══ Record extracts ══

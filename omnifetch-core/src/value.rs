/// Open value type carried by parameter bags and metadata maps.
///
/// Providers stash raw payload fragments here; the dispatch layer never
/// inspects values beyond the generic keys it owns.
pub type Value = serde_json::Value;
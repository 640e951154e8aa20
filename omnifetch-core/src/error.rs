use std::error::Error as StdError;

use thiserror::Error;

/// Failure taxonomy shared by the contract layer and every backend.
///
/// Single-provider calls propagate these unmodified; fan-out and batch
/// dispatch capture them into the corresponding result slot instead.
#[derive(Debug, Error)]
pub enum RetrieveError {
    /// Caller-supplied arguments violate the contract (empty query,
    /// non-positive bound, missing required backend argument).
    #[error("invalid request: {0}")]
    Validation(String),
    /// The requested provider name is not registered with the manager.
    #[error("retriever '{name}' is not registered (available: {available})")]
    NotFound { name: String, available: String },
    /// Required credentials or configuration are absent; the backend did not
    /// attempt the call.
    #[error("missing configuration: {0}")]
    Configuration(String),
    /// The backend reached its external dependency but it failed. Preserves
    /// the originating cause for diagnostics.
    #[error("provider '{provider}' failed: {source}")]
    Provider {
        provider: String,
        #[source]
        source: Box<dyn StdError + Send + Sync>,
    },
}

impl RetrieveError {
    pub fn validation(message: impl Into<String>) -> Self {
        RetrieveError::Validation(message.into())
    }

    pub fn configuration(message: impl Into<String>) -> Self {
        RetrieveError::Configuration(message.into())
    }

    pub fn provider(
        provider: impl Into<String>,
        source: impl Into<Box<dyn StdError + Send + Sync>>,
    ) -> Self {
        RetrieveError::Provider {
            provider: provider.into(),
            source: source.into(),
        }
    }

    /// Name of the provider this error originated from, when one is known.
    pub fn provider_name(&self) -> Option<&str> {
        match self {
            RetrieveError::NotFound { name, .. } => Some(name),
            RetrieveError::Provider { provider, .. } => Some(provider),
            _ => None,
        }
    }
}
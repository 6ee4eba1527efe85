pub use crate::model::*;

use miette::Diagnostic;
use std::fmt::Display;
use thiserror::Error;

#[derive(Error, Debug, Diagnostic)]
pub enum Error {
    #[error("io error: {0}")]
    IO(#[from] std::io::Error),

    #[error("configuration error: {0}")]
    ConfigError(String),

    #[error("client error: {0}")]
    ClientError(String),

    #[error("parse error: {0}")]
    ParseError(String),

    #[error("no majority across {got} of {total} endpoints")]
    ConsensusError { got: usize, total: usize },

    #[error("duplicate entity id between pages: {0}")]
    PaginationError(String),

    #[error("signing error: {0}")]
    SigningError(String),

    #[error("{0}")]
    Message(String),
}

impl Error {
    pub fn config(text: impl Display) -> Error {
        Error::ConfigError(text.to_string())
    }

    pub fn client(error: impl Display) -> Error {
        Error::ClientError(error.to_string())
    }

    pub fn parse(error: impl Display) -> Error {
        Error::ParseError(error.to_string())
    }

    pub fn signing(error: impl Display) -> Error {
        Error::SigningError(error.to_string())
    }

    pub fn message(text: impl Into<String>) -> Error {
        Error::Message(text.into())
    }

    /// Whether a new attempt against the same upstream may succeed.
    /// Deterministic failures (no majority, duplicated pages, bad data)
    /// are handled at the tick level instead.
    pub fn is_retryable(&self) -> bool {
        matches!(self, Error::ClientError(_) | Error::IO(_))
    }
}

impl From<reqwest::Error> for Error {
    fn from(err: reqwest::Error) -> Self {
        Error::client(err)
    }
}

impl From<serde_json::Error> for Error {
    fn from(err: serde_json::Error) -> Self {
        Error::parse(err)
    }
}

#[derive(Clone, Default)]
pub struct CancelToken(pub tokio_util::sync::CancellationToken);

impl CancelToken {
    pub fn cancel(&self) {
        self.0.cancel();
    }

    pub fn is_cancelled(&self) -> bool {
        self.0.is_cancelled()
    }

    pub async fn cancelled(&self) {
        self.0.cancelled().await;
    }
}
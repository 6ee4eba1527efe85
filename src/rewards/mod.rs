pub mod controller;

pub use controller::RewardsController;
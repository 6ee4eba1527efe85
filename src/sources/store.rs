//! Vote publication to the shared object store.
//!
//! The aggregator reads votes from `{bucket}/{oracle_address}/{vote_name}`;
//! objects are written world-readable and the write is confirmed by reading
//! the object back before the controller proceeds.

use serde::Serialize;

use crate::config::{RetryConfig, StoreConfig};
use crate::prelude::*;
use crate::retry::retry_with;
use crate::sources::graph::{CONNECT_TIMEOUT, QUERY_TIMEOUT};

#[derive(Clone)]
pub struct VoteStore {
    http: reqwest::Client,
    endpoint: String,
    bucket: String,
    authorization: Option<String>,
    retries: RetryConfig,
}

impl VoteStore {
    pub fn new(config: &StoreConfig, retries: RetryConfig) -> Result<Self, Error> {
        let http = reqwest::Client::builder()
            .connect_timeout(CONNECT_TIMEOUT)
            .timeout(QUERY_TIMEOUT)
            .build()
            .map_err(Error::client)?;

        Ok(Self {
            http,
            endpoint: config.endpoint.trim_end_matches('/').to_string(),
            bucket: config.bucket.clone(),
            authorization: config.authorization.clone(),
            retries,
        })
    }

    pub async fn publish<V: Serialize>(
        &self,
        oracle: &str,
        name: &str,
        vote: &V,
    ) -> Result<(), Error> {
        let url = format!("{}/{}/{}/{}", self.endpoint, self.bucket, oracle, name);
        let body = serde_json::to_vec(vote)?;

        retry_with(&self.retries, "vote upload", || {
            let body = body.clone();
            let url = url.clone();

            async move {
                let mut request = self
                    .http
                    .put(&url)
                    .header("content-type", "application/json")
                    .header("x-amz-acl", "public-read")
                    .body(body);

                if let Some(authorization) = &self.authorization {
                    request = request.header("authorization", authorization);
                }

                request.send().await?.error_for_status()?;

                Ok(())
            }
        })
        .await?;

        self.wait_readable(&url).await
    }

    /// The object must be readable before the tick may continue; a missing
    /// object reads as a transient failure and is retried.
    async fn wait_readable(&self, url: &str) -> Result<(), Error> {
        retry_with(&self.retries, "vote readback", || async {
            self.http.get(url).send().await?.error_for_status()?;

            Ok(())
        })
        .await
    }
}
use clap::Parser;
use miette::Result;

mod common;
mod daemon;
mod init;

#[derive(Parser)]
#[clap(name = "Vigil")]
#[clap(bin_name = "vigil")]
#[clap(author, version, about, long_about = None)]
enum Vigil {
    /// Run the oracle node until interrupted.
    Daemon(daemon::Args),

    /// Write a per-network preset config file.
    Init(init::Args),
}

fn main() -> Result<()> {
    let args = Vigil::parse();

    match args {
        Vigil::Daemon(x) => daemon::run(&x)?,
        Vigil::Init(x) => init::run(&x)?,
    };

    Ok(())
}
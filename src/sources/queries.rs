//! GraphQL documents for the protocol and AMM subgraphs.
//!
//! Every paginated document takes a `$last_id` cursor and orders by `id`
//! ascending so pages are stable across replicas.

pub const FINALIZED_BLOCK: &str = r#"
query finalizedBlock($confirmation_blocks: Int) {
  blocks(skip: $confirmation_blocks, first: 1, orderBy: number, orderDirection: desc) {
    id
    timestamp
  }
}
"#;

pub const SYNC_BLOCK: &str = r#"
query syncBlock {
  _meta {
    block {
      number
    }
  }
}
"#;

pub const VOTING_PARAMETERS: &str = r#"
query votingParameters($block_number: Int) {
  networks(first: 1, block: { number: $block_number }) {
    oraclesRewardsNonce
    oraclesValidatorsNonce
  }
  rewardTokens(first: 1, block: { number: $block_number }) {
    totalRewards
    totalFees
    updatedAtBlock
    updatedAtTimestamp
  }
  merkleDistributors(first: 1, block: { number: $block_number }) {
    merkleRoot
    merkleProofs
    updatedAtBlock
    rewardsUpdatedAtBlock
  }
  pools(first: 1, block: { number: $block_number }) {
    balance
  }
}
"#;

pub const ORACLE_MEMBER: &str = r#"
query oracleMember($oracle: ID) {
  oracles(first: 1, where: { id: $oracle }) {
    id
  }
}
"#;

pub const PERIODIC_DISTRIBUTIONS: &str = r#"
query periodicDistributions($from_block: Int, $block_number: Int, $last_id: ID) {
  periodicDistributions(
    first: 1000
    block: { number: $block_number }
    where: { endBlock_gt: $from_block, id_gt: $last_id }
    orderBy: id
    orderDirection: asc
  ) {
    id
    token
    beneficiary
    amount
    startBlock
    endBlock
  }
}
"#;

pub const CLAIMED_ACCOUNTS: &str = r#"
query claimedAccounts($from_block: Int, $block_number: Int, $last_id: ID) {
  merkleDistributorClaims(
    first: 1000
    block: { number: $block_number }
    where: { blockNumber_gt: $from_block, id_gt: $last_id }
    orderBy: id
    orderDirection: asc
  ) {
    id
    account
  }
}
"#;

pub const DISTRIBUTOR_REDIRECTS: &str = r#"
query distributorRedirects($block_number: Int, $last_id: ID) {
  distributorRedirects(
    first: 1000
    block: { number: $block_number }
    where: { id_gt: $last_id }
    orderBy: id
    orderDirection: asc
  ) {
    id
    token {
      id
    }
  }
}
"#;

pub const DISTRIBUTOR_TOKEN_HOLDERS: &str = r#"
query distributorTokenHolders($token_address: String, $block_number: Int, $last_id: ID) {
  distributorTokenHolders(
    first: 1000
    block: { number: $block_number }
    where: { token: $token_address, id_gt: $last_id }
    orderBy: id
    orderDirection: asc
  ) {
    id
    account
    amount
    distributorPoints
    updatedAtBlock
  }
}
"#;

pub const LENDING_SUPPLIERS: &str = r#"
query lendingSuppliers($ctoken: String, $block_number: Int, $last_id: ID) {
  lendingPositions(
    first: 1000
    block: { number: $block_number }
    where: { ctoken: $ctoken, id_gt: $last_id }
    orderBy: id
    orderDirection: asc
  ) {
    id
    account
    amount
    points
    updatedAtBlock
  }
}
"#;

pub const REGISTERED_VALIDATORS: &str = r#"
query registeredValidators($block_number: Int, $last_id: ID) {
  validators(
    first: 1000
    block: { number: $block_number }
    where: { id_gt: $last_id }
    orderBy: id
    orderDirection: asc
  ) {
    id
  }
}
"#;

pub const OPERATORS: &str = r#"
query operators($block_number: Int, $last_id: ID) {
  operators(
    first: 1000
    block: { number: $block_number }
    where: { id_gt: $last_id }
    orderBy: id
    orderDirection: asc
  ) {
    id
    depositDataMerkleProofs
    depositDataIndex
  }
}
"#;

pub const VALIDATOR_REGISTRATION: &str = r#"
query validatorRegistration($block_number: Int, $public_key: ID) {
  validatorRegistrations(first: 1, block: { number: $block_number }, where: { publicKey: $public_key }) {
    id
  }
}
"#;

pub const VALIDATORS_DEPOSIT_ROOT: &str = r#"
query validatorsDepositRoot($block_number: Int) {
  validatorRegistrations(first: 1, block: { number: $block_number }, orderBy: createdAtBlock, orderDirection: desc) {
    validatorsDepositRoot
  }
}
"#;

pub const POOL_TICK: &str = r#"
query poolTick($pool_address: ID, $block_number: Int) {
  pools(first: 1, block: { number: $block_number }, where: { id: $pool_address }) {
    tick
  }
}
"#;

pub const POOL_POSITIONS: &str = r#"
query poolPositions($pool_address: String, $block_number: Int, $last_id: ID) {
  positions(
    first: 1000
    block: { number: $block_number }
    where: { pool: $pool_address, liquidity_gt: 0, id_gt: $last_id }
    orderBy: id
    orderDirection: asc
  ) {
    id
    owner
    liquidity
    tickLower
    tickUpper
  }
}
"#;

pub const POOL_TOKEN_BALANCE: &str = r#"
query poolTokenBalance($pool_address: String, $token: String, $block_number: Int) {
  poolTokens(first: 1, block: { number: $block_number }, where: { pool: $pool_address, token: $token }) {
    amount
  }
}
"#;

═══

Instructions to follow ▸
In the entries above, find the line holding "preset config file." and the line holding "query finalizedBlock($confirmation_blocks: Int)", then retype exactly those two lines and every line between them, and nothing else.

Your solution ▸
    /// Write a per-network preset config file.
    Init(init::Args),
}

fn main() -> Result<()> {
    let args = Vigil::parse();

    match args {
        Vigil::Daemon(x) => daemon::run(&x)?,
        Vigil::Init(x) => init::run(&x)?,
    };

    Ok(())
}
filename src/sources/queries.rs
//! GraphQL documents for the protocol and AMM subgraphs.
//!
//! Every paginated document takes a `$last_id` cursor and orders by `id`
//! ascending so pages are stable across replicas.

pub const FINALIZED_BLOCK: &str = r#"
query finalizedBlock($confirmation_blocks: Int) {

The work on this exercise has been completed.